***** RECORDS FOR THE EXERCISE

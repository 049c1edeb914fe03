// Copyright 2026 Google LLC
//
// Licensed under the Apache License, Version 2.0 (the "License");
// you may not use this file except in compliance with the License.
// You may obtain a copy of the License at
//
//      http://www.apache.org/licenses/LICENSE-2.0
//
// Unless required by applicable law or agreed to in writing, software
// distributed under the License is distributed on an "AS IS" BASIS,
// WITHOUT WARRANTIES OR CONDITIONS OF ANY KIND, either express or implied.
// See the License for the specific language governing permissions and
// limitations under the License.

use crate::domain::entities::{ReportParams, Row};
use crate::domain::errors::{AuthError, FetchError};
use crate::ports::connection_port::Connection;
use async_trait::async_trait;

/// Fixed two-row source for wiring tests and dry runs. Ignores parameters.
pub struct MockConnection;

#[async_trait]
impl Connection for MockConnection {
    fn kind(&self) -> &'static str {
        "mock"
    }

    async fn authenticate(&self) -> Result<(), AuthError> {
        Ok(())
    }

    async fn fetch_report(&self, _params: &ReportParams) -> Result<Vec<Row>, FetchError> {
        Ok([("1", "Test User 1"), ("2", "Test User 2")]
            .into_iter()
            .map(|(id, name)| {
                let mut row = Row::new();
                row.insert("id".to_string(), id.to_string());
                row.insert("name".to_string(), name.to_string());
                row
            })
            .collect())
    }
}

#[cfg(test)]
mod tests {
    use super::*;

    #[tokio::test]
    async fn test_mock_returns_two_rows() {
        let rows = MockConnection.fetch_report(&ReportParams::new()).await.unwrap();
        assert_eq!(rows.len(), 2);
        assert_eq!(rows[1]["name"], "Test User 2");
    }
}
// Copyright 2026 Google LLC
//
// Licensed under the Apache License, Version 2.0 (the "License");
// you may not use this file except in compliance with the License.
// You may obtain a copy of the License at
//
//      http://www.apache.org/licenses/LICENSE-2.0
//
// Unless required by applicable law or agreed to in writing, software
// distributed under the License is distributed on an "AS IS" BASIS,
// WITHOUT WARRANTIES OR CONDITIONS OF ANY KIND, either express or implied.
// See the License for the specific language governing permissions and
// limitations under the License.

//! # Manifest Accumulator
//!
//! Keeps `<root>/<report>/manifest.json` up to date. Every merge is a
//! read-modify-write of the whole document, serialized per report by an
//! async lock that callers hold for as long as the merged manifest is in use
//! (the publisher keeps it across the manifest upload).

use crate::domain::errors::PublishError;
use crate::domain::manifest::Manifest;
use log::debug;
use std::collections::HashMap;
use std::io::Write;
use std::path::{Path, PathBuf};
use std::sync::{Arc, Mutex};
use tempfile::NamedTempFile;
use tokio::sync::{Mutex as AsyncMutex, OwnedMutexGuard};

pub const MANIFEST_FILE: &str = "manifest.json";

pub struct ManifestAccumulator {
    root: PathBuf,
    locks: Mutex<HashMap<String, Arc<AsyncMutex<()>>>>,
}

/// Proof that the caller holds the report's manifest lock.
pub struct ManifestLock {
    report: String,
    _guard: OwnedMutexGuard<()>,
}

#[derive(Debug, Clone)]
pub struct MergeOutcome {
    pub manifest: Manifest,
    pub path: PathBuf,
    /// False when the location was already listed.
    pub added: bool,
    /// The serialized document as written to disk.
    pub bytes: Vec<u8>,
}

impl ManifestAccumulator {
    pub fn new(root: impl Into<PathBuf>) -> Self {
        Self {
            root: root.into(),
            locks: Mutex::new(HashMap::new()),
        }
    }

    pub fn manifest_path(&self, report: &str) -> PathBuf {
        self.root.join(report).join(MANIFEST_FILE)
    }

    pub async fn lock(&self, report: &str) -> ManifestLock {
        let mutex = {
            let mut locks = match self.locks.lock() {
                Ok(guard) => guard,
                Err(poisoned) => poisoned.into_inner(),
            };
            locks
                .entry(report.to_string())
                .or_insert_with(|| Arc::new(AsyncMutex::new(())))
                .clone()
        };
        ManifestLock {
            report: report.to_string(),
            _guard: mutex.lock_owned().await,
        }
    }

    /// Current manifest for the locked report; missing or unreadable files
    /// read as empty.
    pub async fn load(&self, lock: &ManifestLock) -> Manifest {
        let path = self.manifest_path(&lock.report);
        match tokio::fs::read(&path).await {
            Ok(bytes) => Manifest::from_json_lenient(&bytes),
            Err(e) => {
                if e.kind() != std::io::ErrorKind::NotFound {
                    log::warn!("Cannot read manifest {}: {}", path.display(), e);
                }
                Manifest::new(Vec::new())
            }
        }
    }

    /// Appends `location` to the locked report's manifest unless present and
    /// rewrites the file whole.
    pub async fn merge(
        &self,
        lock: &ManifestLock,
        location: &str,
    ) -> Result<MergeOutcome, PublishError> {
        let mut manifest = self.load(lock).await;
        let added = manifest.merge_location(location);
        let bytes = manifest
            .to_json_pretty()
            .map_err(|e| PublishError::Manifest(e.to_string()))?;

        let path = self.manifest_path(&lock.report);
        let target = path.clone();
        let body = bytes.clone();
        tokio::task::spawn_blocking(move || write_atomically(&target, &body))
            .await
            .map_err(|e| PublishError::Manifest(e.to_string()))??;
        debug!(
            "Manifest {} now lists {} locations",
            path.display(),
            manifest.locations().len()
        );

        Ok(MergeOutcome {
            manifest,
            path,
            added,
            bytes,
        })
    }
}

fn write_atomically(path: &Path, body: &[u8]) -> Result<(), PublishError> {
    let dir = path
        .parent()
        .ok_or_else(|| PublishError::Manifest(format!("{} has no parent", path.display())))?;
    std::fs::create_dir_all(dir)?;
    let mut tmp = NamedTempFile::new_in(dir)?;
    tmp.write_all(body)?;
    tmp.as_file().sync_all()?;
    tmp.persist(path).map_err(|e| PublishError::Io(e.error))?;
    Ok(())
}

**********

YOUR ASSIGNMENT.
The records above are to be returned exactly as they appear.

WRITTEN RESPONSE.
repository 049c1edeb914fe03
// Copyright 2026 Google LLC
//
// Licensed under the Apache License, Version 2.0 (the "License");
// you may not use this file except in compliance with the License.
// You may obtain a copy of the License at
//
//      http://www.apache.org/licenses/LICENSE-2.0
//
// Unless required by applicable law or agreed to in writing, software
// distributed under the License is distributed on an "AS IS" BASIS,
// WITHOUT WARRANTIES OR CONDITIONS OF ANY KIND, either express or implied.
// See the License for the specific language governing permissions and
// limitations under the License.

use crate::domain::entities::{ReportParams, Row};
use crate::domain::errors::{AuthError, FetchError};
use crate::ports::connection_port::Connection;
use async_trait::async_trait;

/// Fixed two-row source for wiring tests and dry runs. Ignores parameters.
pub struct MockConnection;

#[async_trait]
impl Connection for MockConnection {
    fn kind(&self) -> &'static str {
        "mock"
    }

    async fn authenticate(&self) -> Result<(), AuthError> {
        Ok(())
    }

    async fn fetch_report(&self, _params: &ReportParams) -> Result<Vec<Row>, FetchError> {
        Ok([("1", "Test User 1"), ("2", "Test User 2")]
            .into_iter()
            .map(|(id, name)| {
                let mut row = Row::new();
                row.insert("id".to_string(), id.to_string());
                row.insert("name".to_string(), name.to_string());
                row
            })
            .collect())
    }
}

#[cfg(test)]
mod tests {
    use super::*;

    #[tokio::test]
    async fn test_mock_returns_two_rows() {
        let rows = MockConnection.fetch_report(&ReportParams::new()).await.unwrap();
        assert_eq!(rows.len(), 2);
        assert_eq!(rows[1]["name"], "Test User 2");
    }
}
// Copyright 2026 Google LLC
//
// Licensed under the Apache License, Version 2.0 (the "License");
// you may not use this file except in compliance with the License.
// You may obtain a copy of the License at
//
//      http://www.apache.org/licenses/LICENSE-2.0
//
// Unless required by applicable law or agreed to in writing, software
// distributed under the License is distributed on an "AS IS" BASIS,
// WITHOUT WARRANTIES OR CONDITIONS OF ANY KIND, either express or implied.
// See the License for the specific language governing permissions and
// limitations under the License.

//! # Manifest Accumulator
//!
//! Keeps `<root>/<report>/manifest.json` up to date. Every merge is a
//! read-modify-write of the whole document, serialized per report by an
//! async lock that callers hold for as long as the merged manifest is in use
//! (the publisher keeps it across the manifest upload).

use crate::domain::errors::PublishError;
use crate::domain::manifest::Manifest;
use log::debug;
use std::collections::HashMap;
use std::io::Write;
use std::path::{Path, PathBuf};
use std::sync::{Arc, Mutex};
use tempfile::NamedTempFile;
use tokio::sync::{Mutex as AsyncMutex, OwnedMutexGuard};

pub const MANIFEST_FILE: &str = "manifest.json";

pub struct ManifestAccumulator {
    root: PathBuf,
    locks: Mutex<HashMap<String, Arc<AsyncMutex<()>>>>,
}

/// Proof that the caller holds the report's manifest lock.
pub struct ManifestLock {
    report: String,
    _guard: OwnedMutexGuard<()>,
}

#[derive(Debug, Clone)]
pub struct MergeOutcome {
    pub manifest: Manifest,
    pub path: PathBuf,
    /// False when the location was already listed.
    pub added: bool,
    /// The serialized document as written to disk.
    pub bytes: Vec<u8>,
}

impl ManifestAccumulator {
    pub fn new(root: impl Into<PathBuf>) -> Self {
        Self {
            root: root.into(),
            locks: Mutex::new(HashMap::new()),
        }
    }

    pub fn manifest_path(&self, report: &str) -> PathBuf {
        self.root.join(report).join(MANIFEST_FILE)
    }

    pub async fn lock(&self, report: &str) -> ManifestLock {
        let mutex = {
            let mut locks = match self.locks.lock() {
                Ok(guard) => guard,
                Err(poisoned) => poisoned.into_inner(),
            };
            locks
                .entry(report.to_string())
                .or_insert_with(|| Arc::new(AsyncMutex::new(())))
                .clone()
        };
        ManifestLock {
            report: report.to_string(),
            _guard: mutex.lock_owned().await,
        }
    }

    /// Current manifest for the locked report; missing or unreadable files
    /// read as empty.
    pub async fn load(&self, lock: &ManifestLock) -> Manifest {
        let path = self.manifest_path(&lock.report);
        match tokio::fs::read(&path).await {
            Ok(bytes) => Manifest::from_json_lenient(&bytes),
            Err(e) => {
                if e.kind() != std::io::ErrorKind::NotFound {
                    log::warn!("Cannot read manifest {}: {}", path.display(), e);
                }
                Manifest::new(Vec::new())
            }
        }
    }

    /// Appends `location` to the locked report's manifest unless present and
    /// rewrites the file whole.
    pub async fn merge(
        &self,
        lock: &ManifestLock,
        location: &str,
    ) -> Result<MergeOutcome, PublishError> {
        let mut manifest = self.load(lock).await;
        let added = manifest.merge_location(location);
        let bytes = manifest
            .to_json_pretty()
            .map_err(|e| PublishError::Manifest(e.to_string()))?;

        let path = self.manifest_path(&lock.report);
        let target = path.clone();
        let body = bytes.clone();
        tokio::task::spawn_blocking(move || write_atomically(&target, &body))
            .await
            .map_err(|e| PublishError::Manifest(e.to_string()))??;
        debug!(
            "Manifest {} now lists {} locations",
            path.display(),
            manifest.locations().len()
        );

        Ok(MergeOutcome {
            manifest,
            path,
            added,
            bytes,
        })
    }
}

fn write_atomically(path: &Path, body: &[u8]) -> Result<(), PublishError> {
    let dir = path
        .parent()
        .ok_or_else(|| PublishError::Manifest(format!("{} has no parent", path.display())))?;
    std::fs::create_dir_all(dir)?;
    let mut tmp = NamedTempFile::new_in(dir)?;
    tmp.write_all(body)?;
    tmp.as_file().sync_all()?;
    tmp.persist(path).map_err(|e| PublishError::Io(e.error))?;
    Ok(())
}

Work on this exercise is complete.